Lines from the listing below that contain the string "toml" are to be reported.
= = = = = = =
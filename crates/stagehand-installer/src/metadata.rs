use std::fs;

use anyhow::Result;
use serde::{Deserialize, Serialize};
use stagehand_core::{enforce_channel_names, Channel, OperationError, ResolvedManifest};

use crate::fs_utils::{collect_tree_files, file_sha256, join_unix_path};
use crate::layout::{InstallationLayout, METADATA_DIR_NAME};

#[derive(Debug, Clone, PartialEq, Eq, Serialize, Deserialize)]
pub struct InventoryEntry {
    pub path: String,
    pub sha256: String,
}

#[derive(Debug, Clone, Default, PartialEq, Serialize, Deserialize)]
pub struct InstallationMetadata {
    pub manifest: ResolvedManifest,
    #[serde(default)]
    pub channels: Vec<Channel>,
    #[serde(default)]
    pub inventory: Vec<InventoryEntry>,
}

impl InstallationMetadata {
    pub fn new(
        manifest: ResolvedManifest,
        channels: Vec<Channel>,
        inventory: Vec<InventoryEntry>,
    ) -> Self {
        Self {
            manifest,
            channels: enforce_channel_names(channels),
            inventory,
        }
    }

    pub fn read(layout: &InstallationLayout) -> Result<Self> {
        let path = layout.metadata_path();
        let raw = fs::read_to_string(&path).map_err(|err| OperationError::Metadata {
            path: path.clone(),
            reason: err.to_string(),
        })?;
        let metadata: Self = toml::from_str(&raw).map_err(|err| OperationError::Metadata {
            path: path.clone(),
            reason: err.to_string(),
        })?;
        Ok(metadata)
    }

    pub fn write(&self, layout: &InstallationLayout) -> Result<()> {
        layout.ensure_metadata_dir()?;

        let raw = toml::to_string_pretty(self).map_err(|err| OperationError::Metadata {
            path: layout.metadata_path(),
            reason: err.to_string(),
        })?;

        let tmp = layout.metadata_tmp_path();
        fs::write(&tmp, raw).map_err(|err| OperationError::Metadata {
            path: tmp.clone(),
            reason: err.to_string(),
        })?;
        fs::rename(&tmp, layout.metadata_path()).map_err(|err| OperationError::Metadata {
            path: layout.metadata_path(),
            reason: err.to_string(),
        })?;
        Ok(())
    }
}

pub fn collect_inventory(layout: &InstallationLayout) -> Result<Vec<InventoryEntry>> {
    let files = collect_tree_files(layout.root(), &[METADATA_DIR_NAME])?;
    let mut inventory = Vec::with_capacity(files.len());
    for path in files {
        let sha256 = file_sha256(&join_unix_path(layout.root(), &path))?;
        inventory.push(InventoryEntry { path, sha256 });
    }
    Ok(inventory)
}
= = = = = = =
__RESPONSE AREA__.
        let metadata: Self = toml::from_str(&raw).map_err(|err| OperationError::Metadata {
        let raw = toml::to_string_pretty(self).map_err(|err| OperationError::Metadata {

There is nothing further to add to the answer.